Mais chaque rencontre avec les occupants était aussi un jeu de hasard risqué. Quelques jours plus tard, Daria Sasina, son mari et son père ont tenté de traverser la ville pour apporter du pain à leur grand-tante de 96 ans. Soudain, un groupe de soldats russes a pointé ses armes sur eux: «Ils étaient une vingtaine et ils ont commencé à crier: courez, bande de chiens! Nous avons couru dans la boue aussi vite que nous pouvions. Ils ont commencé à tirer en l’air.
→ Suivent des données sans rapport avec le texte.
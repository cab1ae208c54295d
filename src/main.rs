fn main() {
    stackmatch::run_cli();
}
Nous pouvions les entendre rire.»

Le lendemain du départ des Russes, Daria Sasina est retournée voir ce qui se passait dans son petit salon. Les coûteuses teintures pour cheveux, les shampooings et les vernis à ongles d’une valeur de plusieurs milliers de dollars avaient été volés, tout comme ses ciseaux, ses sèche-cheveux, toutes les chaises, plusieurs ampoules et les tableaux accrochés au mur. «Tout ce que j’avais construit a été détruit», dit Daria Sasina, désespérée.

La décision du maire Jurij Bova de fuir la ville lui a également valu des critiques. Mais Jurij Bova insiste sur le fait que c’était la seule décision raisonnable. Sur son téléphone portable, il fait défiler des photos des jours d’occupation. Des gens lui ont envoyé des informations sur le déploiement russe, qu’il a transmises. Lorsque l’armée ukrainienne est passée à la contre-attaque, le comportement des Russes est devenu de plus en plus agressif. Un enregistrement audio, truffé d’injures, publié par les services de sécurité ukrainiens aurait montré un général russe ordonnant une attaque de missiles sur des cibles civiles après avoir été bombardé depuis un village proche: «Rasez tout l’endroit, d’est en ouest.»

Un smartphone dans l’étable

A Bilka, un petit village tranquille près de Trostjanez, les Russes ont stationné plus de 200 véhicules militaires. Au moins deux personnes ont été exécutées dans ce village. Le 2 mars, alors que les Russes arrivaient dans le village, l’éleveur de porcs Alexander Kulybaba a protesté contre la confiscation de sa grange. Il a été abattu sur-le-champ. Ce jour-là également, Mykola Savchenko, un sympathique électricien moustachu qui s’occupait avec sa femme Ludmyla de six enfants placés là, a quitté sa maison. Il cherchait un moyen de recharger son téléphone portable, car il n’y avait plus d’électricité chez lui. «Je m’absente quelques minutes», dit-il. Il n’est jamais revenu.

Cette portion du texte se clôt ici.